§ Work instruction:
Find the line with "Err(EnvelopeError::TooShort(20))". Repeat it and each line after it, exactly, down to the end of the records below.

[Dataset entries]

──────────────────────────────

//! Encrypted relay payloads.
//!
//! Type 0: `[0][iv: 12][sealbox]`, sealed with a key both sides already hold.
//! Type 1: `[1][sender public key: 32][iv: 12][sealbox]`, the receiver derives
//! the key from the embedded public key and its own secret.

use {
    base64::Engine,
    chacha20poly1305::{
        aead::{Aead, OsRng},
        AeadCore, ChaCha20Poly1305, KeyInit,
    },
    serde::{de::DeserializeOwned, Serialize},
    sha2::digest::generic_array::GenericArray,
    std::collections::HashSet,
    thiserror::Error,
};

const TYPE_0: u8 = 0;
const TYPE_1: u8 = 1;
const IV_LEN: usize = 12;
const PUBKEY_LEN: usize = 32;

#[derive(Debug, Error)]
pub enum EnvelopeError {
    #[error("Payload is not base64: {0}")]
    Base64(#[from] base64::DecodeError),

    #[error("Envelope is {0} bytes, too short for its type")]
    TooShort(usize),

    #[error("Unexpected envelope type {0}")]
    UnexpectedType(u8),

    #[error("Serialization: {0}")]
    Serialization(#[from] serde_json::Error),

    #[error("Encryption failed")]
    Encryption,

    #[error("Decryption failed")]
    Decryption,
}

#[derive(Debug)]
pub struct Envelope<T> {
    pub envelope_type: u8,
    pub iv: [u8; IV_LEN],
    pub sealbox: Vec<u8>,
    pub opts: T,
}

#[derive(Debug)]
pub struct EnvelopeType0 {}

#[derive(Debug)]
pub struct EnvelopeType1 {
    pub pubkey: [u8; PUBKEY_LEN],
}

fn seal(encryption_key: &[u8; 32], data: impl Serialize) -> Result<([u8; IV_LEN], Vec<u8>), EnvelopeError> {
    let serialized = serde_json::to_vec(&data)?;
    let iv = ChaCha20Poly1305::generate_nonce(&mut OsRng);
    let cipher = ChaCha20Poly1305::new(GenericArray::from_slice(encryption_key));
    let sealbox = cipher
        .encrypt(&iv, &*serialized)
        .map_err(|_| EnvelopeError::Encryption)?;
    Ok((iv.into(), sealbox))
}

fn split_iv(bytes: &[u8]) -> Result<([u8; IV_LEN], Vec<u8>), EnvelopeError> {
    let iv = bytes
        .get(..IV_LEN)
        .and_then(|iv| iv.try_into().ok())
        .ok_or(EnvelopeError::TooShort(bytes.len()))?;
    Ok((iv, bytes[IV_LEN..].to_vec()))
}

impl<T> Envelope<T> {
    /// Opens the sealbox and deserializes the JSON inside.
    pub fn open<M: DeserializeOwned>(&self, key: &[u8; 32]) -> Result<M, EnvelopeError> {
        Ok(serde_json::from_slice(&self.decrypt(key)?)?)
    }

    pub fn decrypt(&self, key: &[u8; 32]) -> Result<Vec<u8>, EnvelopeError> {
        let cipher = ChaCha20Poly1305::new(GenericArray::from_slice(key));
        cipher
            .decrypt(GenericArray::from_slice(&self.iv), &*self.sealbox)
            .map_err(|_| EnvelopeError::Decryption)
    }
}

impl Envelope<EnvelopeType0> {
    pub fn new(encryption_key: &[u8; 32], data: impl Serialize) -> Result<Self, EnvelopeError> {
        let (iv, sealbox) = seal(encryption_key, data)?;
        Ok(Self {
            envelope_type: TYPE_0,
            opts: EnvelopeType0 {},
            iv,
            sealbox,
        })
    }

    pub fn to_bytes(&self) -> Vec<u8> {
        let mut serialized = Vec::with_capacity(1 + IV_LEN + self.sealbox.len());
        serialized.push(self.envelope_type);
        serialized.extend_from_slice(&self.iv);
        serialized.extend_from_slice(&self.sealbox);
        serialized
    }

    pub fn from_bytes(bytes: &[u8]) -> Result<Self, EnvelopeError> {
        match bytes.first() {
            Some(&TYPE_0) => {}
            Some(&other) => return Err(EnvelopeError::UnexpectedType(other)),
            None => return Err(EnvelopeError::TooShort(0)),
        }
        let (iv, sealbox) = split_iv(&bytes[1..])?;
        Ok(Self {
            envelope_type: TYPE_0,
            iv,
            sealbox,
            opts: EnvelopeType0 {},
        })
    }
}

impl Envelope<EnvelopeType1> {
    pub fn new(
        encryption_key: &[u8; 32],
        data: impl Serialize,
        pubkey: [u8; PUBKEY_LEN],
    ) -> Result<Self, EnvelopeError> {
        let (iv, sealbox) = seal(encryption_key, data)?;
        Ok(Self {
            envelope_type: TYPE_1,
            opts: EnvelopeType1 { pubkey },
            iv,
            sealbox,
        })
    }

    pub fn to_bytes(&self) -> Vec<u8> {
        let mut serialized = Vec::with_capacity(1 + PUBKEY_LEN + IV_LEN + self.sealbox.len());
        serialized.push(self.envelope_type);
        serialized.extend_from_slice(&self.opts.pubkey);
        serialized.extend_from_slice(&self.iv);
        serialized.extend_from_slice(&self.sealbox);
        serialized
    }

    pub fn from_bytes(bytes: &[u8]) -> Result<Self, EnvelopeError> {
        match bytes.first() {
            Some(&TYPE_1) => {}
            Some(&other) => return Err(EnvelopeError::UnexpectedType(other)),
            None => return Err(EnvelopeError::TooShort(0)),
        }
        let pubkey = bytes
            .get(1..1 + PUBKEY_LEN)
            .and_then(|pubkey| pubkey.try_into().ok())
            .ok_or(EnvelopeError::TooShort(bytes.len()))?;
        let (iv, sealbox) = split_iv(&bytes[1 + PUBKEY_LEN..])?;
        Ok(Self {
            envelope_type: TYPE_1,
            opts: EnvelopeType1 { pubkey },
            iv,
            sealbox,
        })
    }

    pub fn pubkey(&self) -> [u8; PUBKEY_LEN] {
        self.opts.pubkey
    }
}

/// Base64 text as carried by the relay.
pub fn encode_payload(bytes: &[u8]) -> String {
    base64::engine::general_purpose::STANDARD.encode(bytes)
}

pub fn decode_payload(message: &str) -> Result<Vec<u8>, EnvelopeError> {
    Ok(base64::engine::general_purpose::STANDARD.decode(message)?)
}

/// Scope travels as space separated notification type ids.
pub fn parse_scope(scope: &str) -> HashSet<String> {
    scope
        .split(' ')
        .filter(|s| !s.is_empty())
        .map(ToOwned::to_owned)
        .collect()
}

pub fn encode_scope<'a>(notification_types: impl IntoIterator<Item = &'a String>) -> String {
    let mut types = notification_types
        .into_iter()
        .map(String::as_str)
        .collect::<Vec<_>>();
    types.sort_unstable();
    types.join(" ")
}

#[cfg(test)]
mod test {
    use {super::*, serde_json::json};

    #[test]
    fn parse_scope_ignores_repeated_spaces() {
        assert_eq!(parse_scope(""), HashSet::new());
        assert_eq!(
            parse_scope("promotions  alerts "),
            HashSet::from(["promotions".to_owned(), "alerts".to_owned()])
        );
    }

    #[test]
    fn encode_scope_is_sorted() {
        let scope = HashSet::from(["promotions".to_owned(), "alerts".to_owned()]);
        assert_eq!(encode_scope(&scope), "alerts promotions");
        assert_eq!(encode_scope(&HashSet::new()), "");
    }

    #[test]
    fn type0_opens_with_the_same_key_only() {
        let key = [3u8; 32];
        let envelope = Envelope::<EnvelopeType0>::new(&key, json!({"hello": "world"})).unwrap();
        let parsed = Envelope::<EnvelopeType0>::from_bytes(&envelope.to_bytes()).unwrap();

        let value: serde_json::Value = parsed.open(&key).unwrap();
        assert_eq!(value, json!({"hello": "world"}));
        assert!(matches!(
            parsed.open::<serde_json::Value>(&[4u8; 32]),
            Err(EnvelopeError::Decryption)
        ));
    }

    #[test]
    fn type1_carries_the_sender_key() {
        let envelope =
            Envelope::<EnvelopeType1>::new(&[5u8; 32], json!(1), [9u8; PUBKEY_LEN]).unwrap();
        let parsed = Envelope::<EnvelopeType1>::from_bytes(&envelope.to_bytes()).unwrap();
        assert_eq!(parsed.pubkey(), [9u8; PUBKEY_LEN]);
    }

    #[test]
    fn truncated_or_mistyped_envelopes_are_rejected() {
        assert!(matches!(
            Envelope::<EnvelopeType0>::from_bytes(&[]),
            Err(EnvelopeError::TooShort(0))
        ));
        assert!(matches!(
            Envelope::<EnvelopeType0>::from_bytes(&[0, 1, 2]),
            Err(EnvelopeError::TooShort(_))
        ));
        assert!(matches!(
            Envelope::<EnvelopeType1>::from_bytes(&[1; 20]),
            Err(EnvelopeError::TooShort(20))
        ));
        assert!(matches!(
            Envelope::<EnvelopeType0>::from_bytes(&[1; 40]),
            Err(EnvelopeError::UnexpectedType(1))
        ));
    }
}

──────────────────────────────

§ Written solution:
            Err(EnvelopeError::TooShort(20))
        ));
        assert!(matches!(
            Envelope::<EnvelopeType0>::from_bytes(&[1; 40]),
            Err(EnvelopeError::UnexpectedType(1))
        ));
    }
}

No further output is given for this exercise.